I’m not warning you off, lovely writer reader. Publishing traditionally and indie is like marriage and breastfeeding. It’s hard and it hurts.

Writing is hard. Not like neuroscience, hard but hard like there’s no right answer hard. Is anything harder than trying to do something right when there is no one right way to do it? I was a girl scout. There is always a checklist and then a badge. Not so with writing. No check list only suggestions and then editors who say, “Well…that’s close but.

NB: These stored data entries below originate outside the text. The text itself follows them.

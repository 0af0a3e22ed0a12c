// ==========================================
// ModCon 内容规划系统 - 配置管理器
// ==========================================
// 职责: 配置加载、查询、覆写、快照/恢复
// 存储: config_kv 表 (scope_id + key + value)，当前只用 global scope
// ==========================================

use crate::config::scope_config_reader::ScopeConfigReader;
use crate::config::scope_thresholds::ScopeThresholds;
use crate::db::{ensure_config_schema, open_sqlite_connection};
use async_trait::async_trait;
use rusqlite::{params, Connection};
use std::collections::BTreeMap;
use std::str::FromStr;
use std::sync::{Arc, Mutex};
use thiserror::Error;

#[derive(Error, Debug)]
pub enum ConfigError {
    #[error("配置库错误: {0}")]
    Sqlite(#[from] rusqlite::Error),

    #[error("配置快照格式错误: {0}")]
    Snapshot(#[from] serde_json::Error),

    #[error("锁获取失败: {0}")]
    LockError(String),
}

const GLOBAL_SCOPE: &str = "global";

// ==========================================
// ConfigManager - 配置管理器
// ==========================================
pub struct ConfigManager {
    conn: Arc<Mutex<Connection>>,
}

impl ConfigManager {
    /// 打开（或创建）配置库
    pub fn new(db_path: &str) -> Result<Self, ConfigError> {
        let conn = open_sqlite_connection(db_path)?;
        ensure_config_schema(&conn)?;

        Ok(Self {
            conn: Arc::new(Mutex::new(conn)),
        })
    }

    /// 从已有连接创建（会确保 config_kv 存在）
    pub fn from_connection(conn: Arc<Mutex<Connection>>) -> Result<Self, ConfigError> {
        {
            let guard = conn
                .lock()
                .map_err(|e| ConfigError::LockError(e.to_string()))?;
            crate::db::configure_sqlite_connection(&guard)?;
            ensure_config_schema(&guard)?;
        }

        Ok(Self { conn })
    }

    /// 读取 global scope 的配置值
    pub fn get_global_config_value(&self, key: &str) -> Result<Option<String>, ConfigError> {
        let conn = self
            .conn
            .lock()
            .map_err(|e| ConfigError::LockError(e.to_string()))?;

        let result = conn.query_row(
            "SELECT value FROM config_kv WHERE scope_id = ?1 AND key = ?2",
            params![GLOBAL_SCOPE, key],
            |row| row.get::<_, String>(0),
        );

        match result {
            Ok(value) => Ok(Some(value)),
            Err(rusqlite::Error::QueryReturnedNoRows) => Ok(None),
            Err(e) => Err(e.into()),
        }
    }

    /// 写入 global scope 的配置值（UPSERT）
    pub fn set_global_config_value(&self, key: &str, value: &str) -> Result<(), ConfigError> {
        let conn = self
            .conn
            .lock()
            .map_err(|e| ConfigError::LockError(e.to_string()))?;

        conn.execute(
            "INSERT INTO config_kv (scope_id, key, value) VALUES (?1, ?2, ?3)
             ON CONFLICT(scope_id, key) DO UPDATE SET value = ?3, updated_at = datetime('now')",
            params![GLOBAL_SCOPE, key, value],
        )?;
        tracing::info!(config_key = key, value = value, "配置已更新");
        Ok(())
    }

    /// 删除覆写，恢复默认
    pub fn remove_global_config_value(&self, key: &str) -> Result<bool, ConfigError> {
        let conn = self
            .conn
            .lock()
            .map_err(|e| ConfigError::LockError(e.to_string()))?;
        let affected = conn.execute(
            "DELETE FROM config_kv WHERE scope_id = ?1 AND key = ?2",
            params![GLOBAL_SCOPE, key],
        )?;
        Ok(affected > 0)
    }

    /// 获取 global scope 全部配置的 JSON 快照（按 key 排序）
    pub fn get_config_snapshot(&self) -> Result<String, ConfigError> {
        let conn = self
            .conn
            .lock()
            .map_err(|e| ConfigError::LockError(e.to_string()))?;

        let mut stmt =
            conn.prepare("SELECT key, value FROM config_kv WHERE scope_id = ?1 ORDER BY key")?;
        let rows = stmt.query_map(params![GLOBAL_SCOPE], |row| {
            Ok((row.get::<_, String>(0)?, row.get::<_, String>(1)?))
        })?;

        let mut config_map: BTreeMap<String, String> = BTreeMap::new();
        for row in rows {
            let (key, value) = row?;
            config_map.insert(key, value);
        }

        Ok(serde_json::to_string(&config_map)?)
    }

    /// 从快照恢复配置（覆盖同名键），返回写入条数
    pub fn restore_config_from_snapshot(&self, snapshot_json: &str) -> Result<usize, ConfigError> {
        let config_map: BTreeMap<String, String> = serde_json::from_str(snapshot_json)?;

        let mut conn = self
            .conn
            .lock()
            .map_err(|e| ConfigError::LockError(e.to_string()))?;
        let tx = conn.transaction()?;

        let mut count = 0;
        for (key, value) in config_map.iter() {
            count += tx.execute(
                "INSERT INTO config_kv (scope_id, key, value) VALUES (?1, ?2, ?3)
                 ON CONFLICT(scope_id, key) DO UPDATE SET value = ?3, updated_at = datetime('now')",
                params![GLOBAL_SCOPE, key, value],
            )?;
        }
        tx.commit()?;

        tracing::info!(count = count, "配置快照已恢复");
        Ok(count)
    }

    /// 读取并解析配置; 缺失时用默认值，格式错误时告警后用默认值
    fn get_parsed_or_default<T>(&self, key: &str, default: T) -> Result<T, ConfigError>
    where
        T: FromStr + Copy,
    {
        match self.get_global_config_value(key)? {
            None => Ok(default),
            Some(raw) => match raw.trim().parse::<T>() {
                Ok(v) => Ok(v),
                Err(_) => {
                    tracing::warn!(config_key = key, raw_value = %raw, "配置值格式错误，使用默认值");
                    Ok(default)
                }
            },
        }
    }

    /// 同步读取范围分析阈值
    pub fn load_scope_thresholds(&self) -> Result<ScopeThresholds, ConfigError> {
        let defaults = ScopeThresholds::default();

        let max_feed_rows = match self.get_global_config_value(config_keys::MAX_FEED_ROWS)? {
            None => defaults.max_feed_rows,
            Some(raw) if raw.trim().is_empty() => None,
            Some(raw) => match raw.trim().parse::<usize>() {
                Ok(v) => Some(v),
                Err(_) => {
                    tracing::warn!(
                        config_key = config_keys::MAX_FEED_ROWS,
                        raw_value = %raw,
                        "配置值格式错误，使用默认值"
                    );
                    defaults.max_feed_rows
                }
            },
        };

        Ok(ScopeThresholds {
            high_volume_variants: self
                .get_parsed_or_default(config_keys::HIGH_VOLUME_VARIANTS, defaults.high_volume_variants)?,
            moderate_asset_threshold: self.get_parsed_or_default(
                config_keys::MODERATE_ASSET_THRESHOLD,
                defaults.moderate_asset_threshold,
            )?,
            heavy_asset_threshold: self
                .get_parsed_or_default(config_keys::HEAVY_ASSET_THRESHOLD, defaults.heavy_asset_threshold)?,
            max_distinct_formats: self
                .get_parsed_or_default(config_keys::MAX_DISTINCT_FORMATS, defaults.max_distinct_formats)?,
            max_feed_rows,
        })
    }
}

// ==========================================
// ScopeConfigReader Trait 实现
// ==========================================
#[async_trait]
impl ScopeConfigReader for ConfigManager {
    async fn get_scope_thresholds(&self) -> Result<ScopeThresholds, ConfigError> {
        self.load_scope_thresholds()
    }
}

// ==========================================
// 配置键常量
// ==========================================
pub mod config_keys {
    // 复用分析
    pub const HIGH_VOLUME_VARIANTS: &str = "scope.high_volume_variants";

    // 制作复杂度
    pub const MODERATE_ASSET_THRESHOLD: &str = "scope.moderate_asset_threshold";
    pub const HEAVY_ASSET_THRESHOLD: &str = "scope.heavy_asset_threshold";
    pub const MAX_DISTINCT_FORMATS: &str = "scope.max_distinct_formats";

    // 数据源
    pub const MAX_FEED_ROWS: &str = "feed.max_rows";
}
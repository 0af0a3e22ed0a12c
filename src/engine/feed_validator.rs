// ==========================================
// ModCon 内容规划系统 - 数据源平台校验
// ==========================================
// 职责: 按目标平台约束校验已生成的行
// 检查: 必填 / 校验正则 / 文案长度 / URL / 颜色 / 图片扩展名 / 行数上限
// 说明: 动态占位符只在投放时取值，不参与值校验
// ==========================================

use crate::domain::feed::{FeedColumn, FeedColumnType, FeedRow, FeedStructure};
use crate::domain::platform::{PlatformCapabilities, PlatformId};
use crate::domain::types::Severity;
use crate::engine::feed_generator::DYNAMIC_PLACEHOLDER;
use crate::engine::notice::{count_severity, Notice};
use once_cell::sync::Lazy;
use regex::Regex;
use serde::{Deserialize, Serialize};
use tracing::{debug, warn};

static COLOR_HEX_RE: Lazy<Regex> =
    Lazy::new(|| Regex::new(r"^#?([0-9a-fA-F]{3}|[0-9a-fA-F]{6})$").expect("valid color regex"));

/// 超过上限该比例时给出接近上限的警告
const NEAR_LIMIT_RATIO: f64 = 0.9;

#[derive(Debug, Clone, PartialEq, Eq, Serialize, Deserialize)]
pub struct FeedValidationReport {
    pub platform: PlatformId,
    pub is_valid: bool,
    pub total_rows: usize,
    pub errors: usize,
    pub warnings: usize,
    pub issues: Vec<Notice>,
}

#[derive(Debug, Clone, Copy, PartialEq, Eq)]
enum TextSlot {
    Headline,
    Body,
    Cta,
}

fn text_slot(column: &FeedColumn) -> Option<TextSlot> {
    let name = column.name.to_lowercase();
    if name.contains("headline") {
        Some(TextSlot::Headline)
    } else if name.contains("body") || name.contains("description") {
        Some(TextSlot::Body)
    } else if name.contains("cta") {
        Some(TextSlot::Cta)
    } else {
        None
    }
}

fn image_extension(url: &str) -> String {
    let path = url.split(['?', '#']).next().unwrap_or(url);
    let file = path.rsplit('/').next().unwrap_or(path);
    match file.rsplit_once('.') {
        Some((_, ext)) => ext.to_lowercase(),
        None => String::new(),
    }
}

pub fn validate_feed(
    structure: &FeedStructure,
    rows: &[FeedRow],
    platform: &PlatformCapabilities,
) -> FeedValidationReport {
    let constraints = &platform.constraints;
    let mut issues = Vec::new();

    if let Some(max_rows) = constraints.max_feed_rows {
        if rows.len() > max_rows {
            issues.push(
                Notice::error("feed_too_many_rows")
                    .param("rows", rows.len())
                    .param("limit", max_rows)
                    .param("platform", platform.id),
            );
        }
    }

    // 每列只编译一次校验正则; 非法正则由结构校验报告
    let patterns: Vec<Option<Regex>> = structure
        .columns
        .iter()
        .map(|c| c.validation_pattern.as_deref().and_then(|p| Regex::new(p).ok()))
        .collect();

    for row in rows {
        for (column, pattern) in structure.columns.iter().zip(&patterns) {
            let value = row.get(&column.name).unwrap_or("");
            let at = |code: &str, severity: Severity| {
                Notice::new(code, severity)
                    .subject(&row.row_id)
                    .param("column", &column.name)
            };

            if value.trim().is_empty() {
                if column.is_required {
                    issues.push(at("feed_required_empty", Severity::Error));
                }
                continue;
            }
            if value == DYNAMIC_PLACEHOLDER {
                continue;
            }

            if let Some(re) = pattern {
                if !re.is_match(value) {
                    issues.push(at("feed_pattern_mismatch", Severity::Error).param("value", value));
                }
            }

            if let Some(slot) = text_slot(column) {
                let limit = match slot {
                    TextSlot::Headline => constraints.max_headline_length,
                    TextSlot::Body => constraints.max_body_length,
                    TextSlot::Cta => constraints.max_cta_length,
                };
                let len = value.chars().count();
                if len > limit {
                    issues.push(
                        at("feed_text_too_long", Severity::Error)
                            .param("length", len)
                            .param("limit", limit),
                    );
                } else if len as f64 > limit as f64 * NEAR_LIMIT_RATIO {
                    issues.push(
                        at("feed_text_near_limit", Severity::Warning)
                            .param("length", len)
                            .param("limit", limit),
                    );
                }
            }

            match column.column_type {
                FeedColumnType::Url => {
                    if !(value.starts_with("http://") || value.starts_with("https://")) {
                        issues.push(at("feed_invalid_url", Severity::Error).param("value", value));
                    }
                }
                FeedColumnType::Color => {
                    if !COLOR_HEX_RE.is_match(value) {
                        issues.push(at("feed_invalid_color", Severity::Error).param("value", value));
                    }
                }
                FeedColumnType::Image => {
                    let ext = image_extension(value);
                    if !constraints.image_formats.iter().any(|f| *f == ext) {
                        issues.push(
                            at("feed_image_format", Severity::Warning)
                                .param("extension", ext)
                                .param("allowed", constraints.image_formats.join(", ")),
                        );
                    }
                }
                _ => {}
            }
        }
    }

    let errors = count_severity(&issues, Severity::Error);
    let warnings = count_severity(&issues, Severity::Warning);
    if errors > 0 {
        warn!(platform = %platform.id, errors = errors, warnings = warnings, "数据源校验未通过");
    } else {
        debug!(platform = %platform.id, rows = rows.len(), warnings = warnings, "数据源校验通过");
    }

    FeedValidationReport {
        platform: platform.id,
        is_valid: errors == 0,
        total_rows: rows.len(),
        errors,
        warnings,
        issues,
    }
}

#[cfg(test)]
mod tests {
    use super::*;

    #[test]
    fn test_image_extension_ignores_query() {
        assert_eq!(image_extension("https://cdn.example.com/a/hero.PNG?v=2"), "png");
        assert_eq!(image_extension("https://cdn.example.com/a/hero"), "");
    }

    #[test]
    fn test_color_pattern() {
        assert!(COLOR_HEX_RE.is_match("#FFF"));
        assert!(COLOR_HEX_RE.is_match("#00aa11"));
        assert!(!COLOR_HEX_RE.is_match("#12345"));
        assert!(!COLOR_HEX_RE.is_match("red"));
    }
}
// ==========================================
// ModCon 内容规划系统 - 工作区事件发布
// ==========================================
// 职责: 定义计划变更事件与发布 trait
// 说明: 引擎层只定义 trait，由宿主（UI/同步服务）实现
// ==========================================

use chrono::{DateTime, Utc};
use serde::{Deserialize, Serialize};
use std::error::Error;

/// 变更的实体类别
#[derive(Debug, Clone, Copy, PartialEq, Eq, Serialize, Deserialize)]
pub enum WorkspaceEventType {
    ModuleChanged,
    VariationChanged,
    CellChanged,
    RuleChanged,
    DefaultChanged,
    AudienceChanged,
    PlacementChanged,
}

impl WorkspaceEventType {
    pub fn as_str(&self) -> &str {
        match self {
            WorkspaceEventType::ModuleChanged => "ModuleChanged",
            WorkspaceEventType::VariationChanged => "VariationChanged",
            WorkspaceEventType::CellChanged => "CellChanged",
            WorkspaceEventType::RuleChanged => "RuleChanged",
            WorkspaceEventType::DefaultChanged => "DefaultChanged",
            WorkspaceEventType::AudienceChanged => "AudienceChanged",
            WorkspaceEventType::PlacementChanged => "PlacementChanged",
        }
    }
}

/// 工作区变更事件（每次变更一条，revision 单调递增）
#[derive(Debug, Clone, PartialEq, Serialize, Deserialize)]
pub struct WorkspaceEvent {
    pub revision: u64,
    pub event_type: WorkspaceEventType,
    pub entity_id: String,
    pub occurred_at: DateTime<Utc>,
}

impl WorkspaceEvent {
    pub fn new(revision: u64, event_type: WorkspaceEventType, entity_id: impl Into<String>) -> Self {
        Self {
            revision,
            event_type,
            entity_id: entity_id.into(),
            occurred_at: Utc::now(),
        }
    }
}

/// 工作区事件发布者 Trait
///
/// 发布失败只记录日志，不回滚已完成的变更
pub trait WorkspaceEventPublisher: Send + Sync {
    fn publish(&self, event: WorkspaceEvent) -> Result<(), Box<dyn Error + Send + Sync>>;
}

/// 空操作事件发布者
#[derive(Debug, Clone, Default)]
pub struct NoOpEventPublisher;

impl WorkspaceEventPublisher for NoOpEventPublisher {
    fn publish(&self, event: WorkspaceEvent) -> Result<(), Box<dyn Error + Send + Sync>> {
        tracing::debug!(
            revision = event.revision,
            event_type = event.event_type.as_str(),
            entity_id = %event.entity_id,
            "NoOpEventPublisher: 跳过事件发布"
        );
        Ok(())
    }
}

The pain involved is in the rejection. Constant rejection. First by agents, then by publishers, then by readers. If you’re lucky and you get readers inevitably there will be ones that call you, boring, predictable, and terrible at dialogue (which makes you never want to speak again). But worse is when you get letters from your agency that show numbers that clearly indicate that no one is, in fact, reading you. Pain.

After the hardness and the pain comes the PR. You realize that writing a story and making a character come alive is just the beginning of the skill set of a writer. Next, you must become an expert at publicity. If you didn’t think you had the time to write before, just wait for the no-one-sleeps PR train that you must now jump on.

I wouldn’t trade it. I wouldn’t, not for a minute but I will say this, I had no idea what to expect. Maybe that was a good thing because now I’ve learned to live with the pain (in a good way).